Precisamente, esa rigidez en la actuación oportuna del Estado -evidenciada, pongamos por caso reciente, en la problemática del municipio de Soyapango- se combina con una crisis anunciada y evidente del municipalismo que ha acabado reforzando, por un lado, el descontento sociopolítico generalizado y, por otro, la concreción de una “no identidad” municipal que se ha venido consolidando bajo la bandera de múltiples partidos políticos.
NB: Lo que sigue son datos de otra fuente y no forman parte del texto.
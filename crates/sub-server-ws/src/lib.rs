// SPDX-License-Identifier: AGPL-3.0-or-later
// Copyright (c) 2025 ReifyDB

//! WebSocket subscription subsystem for the gateway.
//!
//! Every accepted connection becomes a subscription session:
//!
//! 1. The upgrade request must target the configured path.
//! 2. The first client frame carries the request body, `{"query": ..., "variables": ...}`,
//!    which must be a subscription selecting exactly one field.
//! 3. The session registers for the event type named by that field and, for
//!    each notification, re-executes the query and sends one envelope:
//!
//! ```json
//! {"data": {"orderUpdated": {"id": "ord_1", "status": "shipped"}}}
//! ```
//!
//! 4. Any client frame, a close or a transport error ends the session, as do
//!    an execution error (after one `{"errors": [...]}` envelope), the event
//!    type being retired and server shutdown. The session always unregisters.
//!
//! # Example
//!
//! ```ignore
//! use conduit_sub_server_ws::{WsConfig, WsSubsystem};
//!
//! let mut ws = WsSubsystem::new(WsConfig::default(), state);
//! ws.start().await?;
//! ```

pub mod config;
pub mod handler;
mod handshake;
pub mod session;
pub mod subsystem;

pub use config::WsConfig;
pub use handler::handle_connection;
pub use session::{Session, SessionState, Termination};
pub use subsystem::WsSubsystem;
// SPDX-License-Identifier: AGPL-3.0-or-later
// Copyright (c) 2025 ReifyDB

use conduit_type::{Error, Result};
use serde_json::{Map, Value};
use tracing::trace;

use crate::{Context, MAX_DEPTH, Object, Query, SelectionSet};

/// Resolve every top-level selection of `query` against `root`.
///
/// Results are keyed by alias when one is given. Nested selection sets pick
/// fields out of the resolver's JSON output; lists are projected element-wise
/// and `null` stays `null`. Projection stops with an error once it descends
/// more than [`MAX_DEPTH`] levels into a resolver's output.
pub fn execute(ctx: &Context, root: &Object, root_value: Option<&Value>, query: &Query) -> Result<Value> {
	let mut output = Map::new();

	for selection in &query.selection_set.selections {
		let field = root.field(&selection.name).ok_or_else(|| {
			Error::execution(format!("unknown field \"{}\" on type {}", selection.name, root.name()))
		})?;

		trace!("resolving {}.{}", root.name(), selection.name);
		let value = field.resolve(ctx, &selection.arguments, root_value)?;
		let value = project(value, selection.selection_set.as_ref(), &selection.name, 1)?;

		output.insert(selection.response_key().to_string(), value);
	}

	Ok(Value::Object(output))
}

fn project(value: Value, selection_set: Option<&SelectionSet>, path: &str, depth: usize) -> Result<Value> {
	let Some(selection_set) = selection_set else {
		return Ok(value);
	};
	if depth > MAX_DEPTH {
		return Err(Error::execution(format!("field \"{}\" is nested too deeply", path)));
	}

	match value {
		Value::Null => Ok(Value::Null),
		Value::Array(items) => items
			.into_iter()
			.map(|item| project(item, Some(selection_set), path, depth + 1))
			.collect::<Result<Vec<_>>>()
			.map(Value::Array),
		Value::Object(fields) => {
			let mut projected = Map::new();
			for selection in &selection_set.selections {
				let child = fields.get(&selection.name).cloned().unwrap_or(Value::Null);
				let child_path = format!("{}.{}", path, selection.name);
				let child = project(child, selection.selection_set.as_ref(), &child_path, depth + 1)?;
				projected.insert(selection.response_key().to_string(), child);
			}
			Ok(Value::Object(projected))
		}
		_ => Err(Error::execution(format!("field \"{}\" is a scalar and cannot have a selection set", path))),
	}
}

#[cfg(test)]
mod tests {
	use serde_json::json;

	use super::*;
	use crate::{Variables, parse};

	fn root() -> Object {
		let mut object = Object::new("Query");
		object.field_func("channel", |_, args, _| {
			let id = args.get("id").cloned().unwrap_or(Value::Null);
			Ok::<_, String>(json!({
				"id": id,
				"name": "Table",
				"resource": {"id": "res_1", "name": "channel", "type": "ONE"},
				"variants": [{"id": "v1", "name": "small"}, {"id": "v2", "name": "large"}],
			}))
		});
		object.field_func("count", |_, _, _| Ok::<_, String>(3));
		object.field_func("missing", |_, _, _| Ok::<_, String>(Value::Null));
		object.field_func("event", |_, _, root| Ok::<_, String>(root.cloned().unwrap_or(Value::Null)));
		object.field_func("broken", |_, _, _| Err::<Value, _>("resolver failed"));
		object.field_func("deep", |_, _, _| {
			let mut value = json!({"id": 1});
			for _ in 0..MAX_DEPTH * 2 {
				value = Value::Array(vec![value]);
			}
			Ok::<_, String>(value)
		});
		object
	}

	fn run(text: &str, root_value: Option<&Value>) -> Result<Value> {
		let query = parse(text, &Variables::new())?;
		execute(&Context::new(), &root(), root_value, &query)
	}

	#[test]
	fn test_projection() {
		let value = run(r#"{ channel(id: "ch_1") { id resource { name } variants { id } } }"#, None).unwrap();
		assert_eq!(
			value,
			json!({
				"channel": {
					"id": "ch_1",
					"resource": {"name": "channel"},
					"variants": [{"id": "v1"}, {"id": "v2"}],
				}
			})
		);
	}

	#[test]
	fn test_aliases_and_unknown_nested_fields() {
		let value = run("{ total: count c: channel { label: name absent } }", None).unwrap();
		assert_eq!(value, json!({"total": 3, "c": {"label": "Table", "absent": null}}));
	}

	#[test]
	fn test_null_with_selection_set() {
		let value = run("{ missing { id } }", None).unwrap();
		assert_eq!(value, json!({"missing": null}));
	}

	#[test]
	fn test_scalar_with_selection_set() {
		let err = run("{ count { id } }", None).unwrap_err();
		assert_eq!(err, Error::execution("field \"count\" is a scalar and cannot have a selection set"));
	}

	#[test]
	fn test_root_value_reaches_resolver() {
		let payload = json!({"id": "ord_1", "status": "shipped"});
		let value = run("{ event { status } }", Some(&payload)).unwrap();
		assert_eq!(value, json!({"event": {"status": "shipped"}}));
	}

	#[test]
	fn test_resolver_error() {
		let err = run("{ count broken }", None).unwrap_err();
		assert_eq!(err, Error::execution("resolver failed"));
	}

	#[test]
	fn test_projection_depth_is_bounded() {
		let err = run("{ deep { id } }", None).unwrap_err();
		assert_eq!(err, Error::execution("field \"deep\" is nested too deeply"));
	}
}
Por esa razón, la propuesta de disminución del número de municipios en un tiempo de transición -lo racional de la territorialidad- puede constituirse -en el marco de un debate serio que privilegie la noción y el sentimiento de país- en una de las micro tendencias hacia otros contextos de identidad sociocultural e identificación colectiva que le darán -siguiendo al Gramsci de la guerra de posiciones- un nuevo sentido de pertenencia a las ciudadanías; a la gobernabilidad desde el territorio para que la gente no sufra la deflación creciente del poder; a la hegemonía cultural como premisa de lo político y, en definitiva, al mismo espectro político electoral.

En ese sentido, la propuesta es una respuesta a la visión soberanista del país desde la radicalidad democrática del municipalismo que se piensa como un dinámico componente orgánico de la nación, y no como un simple espacio administrativo para cobrar tasas, hacer festivales gastronómicos, esconder curas de dudosa reputación sexual y, por supuesto, ganar el concurso de la mejor y más cara fiesta patronal.